### Assignment
In the listing below, find the line holding "ScorerClass::ZeroResults => Some(if" and the line holding "self.name, judgments.query_info.query_id, value);". Write out those two lines and all lines between, exactly, and nothing more.

### Entries provided
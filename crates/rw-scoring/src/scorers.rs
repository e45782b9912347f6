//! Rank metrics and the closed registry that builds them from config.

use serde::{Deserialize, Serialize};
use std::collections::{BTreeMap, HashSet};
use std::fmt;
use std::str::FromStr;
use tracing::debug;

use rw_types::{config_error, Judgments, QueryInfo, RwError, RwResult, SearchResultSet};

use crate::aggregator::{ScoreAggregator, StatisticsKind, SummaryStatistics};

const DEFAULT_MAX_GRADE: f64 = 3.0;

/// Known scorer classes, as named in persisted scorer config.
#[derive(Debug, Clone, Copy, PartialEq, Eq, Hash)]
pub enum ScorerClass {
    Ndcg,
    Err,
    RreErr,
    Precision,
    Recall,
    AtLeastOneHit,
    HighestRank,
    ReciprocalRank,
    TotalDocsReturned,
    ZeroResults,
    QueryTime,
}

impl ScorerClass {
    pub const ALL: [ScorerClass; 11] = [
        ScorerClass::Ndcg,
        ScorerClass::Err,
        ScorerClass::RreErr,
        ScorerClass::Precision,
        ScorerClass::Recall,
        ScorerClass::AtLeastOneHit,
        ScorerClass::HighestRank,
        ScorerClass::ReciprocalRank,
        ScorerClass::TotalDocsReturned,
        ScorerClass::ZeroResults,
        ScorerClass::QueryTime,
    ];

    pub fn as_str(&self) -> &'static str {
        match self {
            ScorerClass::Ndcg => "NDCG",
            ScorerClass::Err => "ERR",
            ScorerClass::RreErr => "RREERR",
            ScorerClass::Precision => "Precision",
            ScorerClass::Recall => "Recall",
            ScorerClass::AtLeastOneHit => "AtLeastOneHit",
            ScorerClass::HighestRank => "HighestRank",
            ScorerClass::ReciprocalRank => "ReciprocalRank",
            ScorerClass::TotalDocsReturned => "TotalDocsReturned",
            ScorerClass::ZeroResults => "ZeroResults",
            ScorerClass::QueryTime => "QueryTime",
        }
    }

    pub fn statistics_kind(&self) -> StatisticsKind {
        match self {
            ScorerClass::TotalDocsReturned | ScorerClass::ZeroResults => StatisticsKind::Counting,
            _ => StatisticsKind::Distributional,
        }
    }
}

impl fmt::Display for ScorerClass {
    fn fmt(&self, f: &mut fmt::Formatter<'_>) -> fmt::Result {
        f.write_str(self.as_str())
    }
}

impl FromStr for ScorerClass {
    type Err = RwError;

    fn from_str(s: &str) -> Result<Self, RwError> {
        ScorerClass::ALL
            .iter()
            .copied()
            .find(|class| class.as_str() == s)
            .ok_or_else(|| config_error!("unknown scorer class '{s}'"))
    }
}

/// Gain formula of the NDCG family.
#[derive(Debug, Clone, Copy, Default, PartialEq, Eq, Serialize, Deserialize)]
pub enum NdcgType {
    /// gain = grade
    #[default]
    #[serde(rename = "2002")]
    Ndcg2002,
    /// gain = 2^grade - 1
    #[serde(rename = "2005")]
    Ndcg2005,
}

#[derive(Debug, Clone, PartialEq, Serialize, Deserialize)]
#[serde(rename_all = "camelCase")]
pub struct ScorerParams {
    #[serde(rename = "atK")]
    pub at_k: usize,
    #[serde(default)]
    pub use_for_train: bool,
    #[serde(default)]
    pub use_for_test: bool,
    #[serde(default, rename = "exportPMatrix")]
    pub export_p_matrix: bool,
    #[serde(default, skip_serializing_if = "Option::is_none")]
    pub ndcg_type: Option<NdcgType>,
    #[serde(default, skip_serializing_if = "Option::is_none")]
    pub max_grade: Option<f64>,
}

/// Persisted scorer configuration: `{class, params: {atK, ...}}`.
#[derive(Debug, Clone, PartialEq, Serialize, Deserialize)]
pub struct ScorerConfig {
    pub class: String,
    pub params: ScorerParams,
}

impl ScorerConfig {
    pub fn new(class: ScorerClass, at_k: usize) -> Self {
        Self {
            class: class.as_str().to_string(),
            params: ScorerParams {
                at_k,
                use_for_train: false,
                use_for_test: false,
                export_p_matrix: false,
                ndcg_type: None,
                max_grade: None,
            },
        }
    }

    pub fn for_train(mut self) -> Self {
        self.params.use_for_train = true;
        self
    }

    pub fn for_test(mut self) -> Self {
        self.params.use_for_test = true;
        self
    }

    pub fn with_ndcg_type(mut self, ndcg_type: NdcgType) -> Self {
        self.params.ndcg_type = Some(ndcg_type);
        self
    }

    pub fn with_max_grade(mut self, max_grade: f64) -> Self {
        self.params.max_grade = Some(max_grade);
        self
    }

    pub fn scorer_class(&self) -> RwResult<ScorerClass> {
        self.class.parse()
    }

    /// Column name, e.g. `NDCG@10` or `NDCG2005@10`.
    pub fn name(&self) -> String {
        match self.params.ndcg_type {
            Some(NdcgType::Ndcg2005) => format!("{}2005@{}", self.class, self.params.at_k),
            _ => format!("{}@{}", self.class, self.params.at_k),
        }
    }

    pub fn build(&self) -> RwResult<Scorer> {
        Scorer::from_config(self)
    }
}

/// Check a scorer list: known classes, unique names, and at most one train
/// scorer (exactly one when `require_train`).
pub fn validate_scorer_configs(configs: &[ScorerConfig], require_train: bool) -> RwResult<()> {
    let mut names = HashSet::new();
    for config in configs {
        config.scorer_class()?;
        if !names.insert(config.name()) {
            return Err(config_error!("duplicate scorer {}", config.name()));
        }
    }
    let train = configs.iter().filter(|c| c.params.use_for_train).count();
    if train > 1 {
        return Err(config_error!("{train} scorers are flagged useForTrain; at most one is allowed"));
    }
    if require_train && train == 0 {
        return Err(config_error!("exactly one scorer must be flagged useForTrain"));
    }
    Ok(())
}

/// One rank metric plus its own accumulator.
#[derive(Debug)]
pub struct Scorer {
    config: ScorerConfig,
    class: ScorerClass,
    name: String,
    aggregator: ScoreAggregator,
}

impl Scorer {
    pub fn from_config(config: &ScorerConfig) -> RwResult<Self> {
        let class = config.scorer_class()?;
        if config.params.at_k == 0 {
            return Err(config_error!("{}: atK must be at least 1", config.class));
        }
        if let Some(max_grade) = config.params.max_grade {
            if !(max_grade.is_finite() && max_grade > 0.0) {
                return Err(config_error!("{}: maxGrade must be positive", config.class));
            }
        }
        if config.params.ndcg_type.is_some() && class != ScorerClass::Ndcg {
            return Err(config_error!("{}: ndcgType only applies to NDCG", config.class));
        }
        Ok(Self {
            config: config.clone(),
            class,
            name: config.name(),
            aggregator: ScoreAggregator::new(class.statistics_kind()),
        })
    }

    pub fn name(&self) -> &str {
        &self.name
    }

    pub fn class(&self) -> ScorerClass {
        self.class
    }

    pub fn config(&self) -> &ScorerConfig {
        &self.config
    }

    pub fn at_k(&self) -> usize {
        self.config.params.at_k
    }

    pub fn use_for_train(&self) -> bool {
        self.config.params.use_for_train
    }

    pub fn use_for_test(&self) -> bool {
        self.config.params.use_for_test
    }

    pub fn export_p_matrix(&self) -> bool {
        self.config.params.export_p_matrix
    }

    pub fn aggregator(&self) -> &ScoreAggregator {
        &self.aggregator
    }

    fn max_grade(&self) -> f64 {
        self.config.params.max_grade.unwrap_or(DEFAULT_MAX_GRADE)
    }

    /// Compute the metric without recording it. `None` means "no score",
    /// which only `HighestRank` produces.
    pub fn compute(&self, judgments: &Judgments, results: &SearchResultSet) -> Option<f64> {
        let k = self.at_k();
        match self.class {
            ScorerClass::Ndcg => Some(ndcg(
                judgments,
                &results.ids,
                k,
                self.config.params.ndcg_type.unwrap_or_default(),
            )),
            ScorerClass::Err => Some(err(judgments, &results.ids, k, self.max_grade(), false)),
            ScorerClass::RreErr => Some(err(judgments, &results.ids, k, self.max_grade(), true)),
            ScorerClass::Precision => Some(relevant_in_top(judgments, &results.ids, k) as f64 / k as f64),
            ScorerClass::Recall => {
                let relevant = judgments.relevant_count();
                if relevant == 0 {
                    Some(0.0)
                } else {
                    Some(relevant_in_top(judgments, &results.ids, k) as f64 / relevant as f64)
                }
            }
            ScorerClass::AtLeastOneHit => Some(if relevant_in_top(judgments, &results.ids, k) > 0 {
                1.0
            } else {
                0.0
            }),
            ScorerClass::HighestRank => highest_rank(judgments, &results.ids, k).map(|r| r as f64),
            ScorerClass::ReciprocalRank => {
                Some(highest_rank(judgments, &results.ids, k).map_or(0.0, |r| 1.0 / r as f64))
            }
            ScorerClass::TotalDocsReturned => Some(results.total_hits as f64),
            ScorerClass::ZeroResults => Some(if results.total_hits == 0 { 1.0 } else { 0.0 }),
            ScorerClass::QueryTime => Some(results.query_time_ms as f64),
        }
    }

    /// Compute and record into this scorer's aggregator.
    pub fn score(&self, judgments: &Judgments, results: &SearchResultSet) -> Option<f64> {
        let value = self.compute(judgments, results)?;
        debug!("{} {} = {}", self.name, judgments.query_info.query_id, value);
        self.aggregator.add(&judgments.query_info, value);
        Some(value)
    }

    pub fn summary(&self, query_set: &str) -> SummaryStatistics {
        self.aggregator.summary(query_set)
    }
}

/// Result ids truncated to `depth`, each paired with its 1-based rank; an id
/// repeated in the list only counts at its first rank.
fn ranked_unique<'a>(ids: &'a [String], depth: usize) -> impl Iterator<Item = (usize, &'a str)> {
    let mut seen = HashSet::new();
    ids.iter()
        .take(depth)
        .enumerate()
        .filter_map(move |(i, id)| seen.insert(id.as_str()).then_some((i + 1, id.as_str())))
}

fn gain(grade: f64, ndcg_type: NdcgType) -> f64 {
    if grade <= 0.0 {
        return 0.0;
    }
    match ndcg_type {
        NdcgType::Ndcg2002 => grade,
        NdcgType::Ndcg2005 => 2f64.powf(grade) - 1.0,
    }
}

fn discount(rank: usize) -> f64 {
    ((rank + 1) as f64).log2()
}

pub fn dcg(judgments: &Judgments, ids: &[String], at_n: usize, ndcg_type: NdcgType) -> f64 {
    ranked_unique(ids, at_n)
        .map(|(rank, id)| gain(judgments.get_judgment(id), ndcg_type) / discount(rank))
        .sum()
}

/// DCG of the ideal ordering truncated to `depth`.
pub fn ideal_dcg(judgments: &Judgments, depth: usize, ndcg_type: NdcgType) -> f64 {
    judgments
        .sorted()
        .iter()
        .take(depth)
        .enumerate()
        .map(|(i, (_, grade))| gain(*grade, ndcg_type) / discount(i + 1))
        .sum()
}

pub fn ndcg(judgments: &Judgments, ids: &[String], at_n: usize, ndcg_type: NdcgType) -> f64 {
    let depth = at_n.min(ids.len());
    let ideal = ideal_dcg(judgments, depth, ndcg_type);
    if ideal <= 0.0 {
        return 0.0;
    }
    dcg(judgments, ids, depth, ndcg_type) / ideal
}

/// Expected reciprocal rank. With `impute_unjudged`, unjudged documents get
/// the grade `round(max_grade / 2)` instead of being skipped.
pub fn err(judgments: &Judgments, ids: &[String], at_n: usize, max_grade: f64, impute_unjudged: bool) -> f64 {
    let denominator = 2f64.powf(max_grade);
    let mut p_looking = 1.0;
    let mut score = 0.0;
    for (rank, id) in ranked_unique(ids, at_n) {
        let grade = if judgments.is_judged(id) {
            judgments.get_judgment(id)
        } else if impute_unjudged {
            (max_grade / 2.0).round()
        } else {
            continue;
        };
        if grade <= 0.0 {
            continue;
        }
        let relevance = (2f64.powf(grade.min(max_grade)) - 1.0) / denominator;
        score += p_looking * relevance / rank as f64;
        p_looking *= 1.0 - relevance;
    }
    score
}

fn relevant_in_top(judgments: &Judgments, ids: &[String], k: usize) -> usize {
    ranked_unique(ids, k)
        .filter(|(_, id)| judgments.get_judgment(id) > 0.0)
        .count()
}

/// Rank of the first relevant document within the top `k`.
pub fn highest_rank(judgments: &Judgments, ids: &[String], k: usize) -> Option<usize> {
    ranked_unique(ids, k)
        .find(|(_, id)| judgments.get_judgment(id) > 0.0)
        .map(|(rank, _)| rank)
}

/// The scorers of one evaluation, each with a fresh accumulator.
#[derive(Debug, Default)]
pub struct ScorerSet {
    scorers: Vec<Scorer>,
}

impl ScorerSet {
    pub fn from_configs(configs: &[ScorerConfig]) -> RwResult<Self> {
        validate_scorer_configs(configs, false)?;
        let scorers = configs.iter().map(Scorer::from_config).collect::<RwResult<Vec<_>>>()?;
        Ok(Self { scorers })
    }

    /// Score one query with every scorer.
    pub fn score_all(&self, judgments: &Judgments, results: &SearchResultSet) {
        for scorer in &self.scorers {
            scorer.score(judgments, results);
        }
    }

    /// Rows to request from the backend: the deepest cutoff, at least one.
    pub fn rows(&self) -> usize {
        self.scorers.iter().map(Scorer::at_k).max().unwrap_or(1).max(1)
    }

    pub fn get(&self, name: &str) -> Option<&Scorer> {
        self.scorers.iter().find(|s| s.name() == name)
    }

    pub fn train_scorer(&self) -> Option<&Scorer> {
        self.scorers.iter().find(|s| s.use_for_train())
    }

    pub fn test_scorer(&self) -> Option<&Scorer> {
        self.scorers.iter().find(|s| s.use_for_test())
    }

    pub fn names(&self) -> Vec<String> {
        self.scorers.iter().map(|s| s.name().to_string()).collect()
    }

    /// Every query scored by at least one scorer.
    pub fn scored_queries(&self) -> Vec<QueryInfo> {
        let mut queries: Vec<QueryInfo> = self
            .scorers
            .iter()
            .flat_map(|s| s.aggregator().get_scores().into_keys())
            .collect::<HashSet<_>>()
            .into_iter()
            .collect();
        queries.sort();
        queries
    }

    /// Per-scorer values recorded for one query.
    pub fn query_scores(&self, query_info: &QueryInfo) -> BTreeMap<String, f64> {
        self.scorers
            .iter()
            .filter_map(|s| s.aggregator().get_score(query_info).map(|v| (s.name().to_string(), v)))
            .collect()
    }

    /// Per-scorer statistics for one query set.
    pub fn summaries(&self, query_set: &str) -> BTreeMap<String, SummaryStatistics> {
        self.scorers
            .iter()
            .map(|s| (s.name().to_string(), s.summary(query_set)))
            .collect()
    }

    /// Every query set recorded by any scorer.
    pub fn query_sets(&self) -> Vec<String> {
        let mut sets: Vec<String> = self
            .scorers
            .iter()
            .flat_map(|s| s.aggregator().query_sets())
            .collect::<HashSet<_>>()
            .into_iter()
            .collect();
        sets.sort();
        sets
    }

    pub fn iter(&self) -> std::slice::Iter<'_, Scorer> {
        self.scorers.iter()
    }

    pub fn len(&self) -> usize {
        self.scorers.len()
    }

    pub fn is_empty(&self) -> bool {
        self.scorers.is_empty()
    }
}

### Result of this exercise
            ScorerClass::ZeroResults => Some(if results.total_hits == 0 { 1.0 } else { 0.0 }),
            ScorerClass::QueryTime => Some(results.query_time_ms as f64),
        }
    }

    /// Compute and record into this scorer's aggregator.
    pub fn score(&self, judgments: &Judgments, results: &SearchResultSet) -> Option<f64> {
        let value = self.compute(judgments, results)?;
        debug!("{} {} = {}", self.name, judgments.query_info.query_id, value);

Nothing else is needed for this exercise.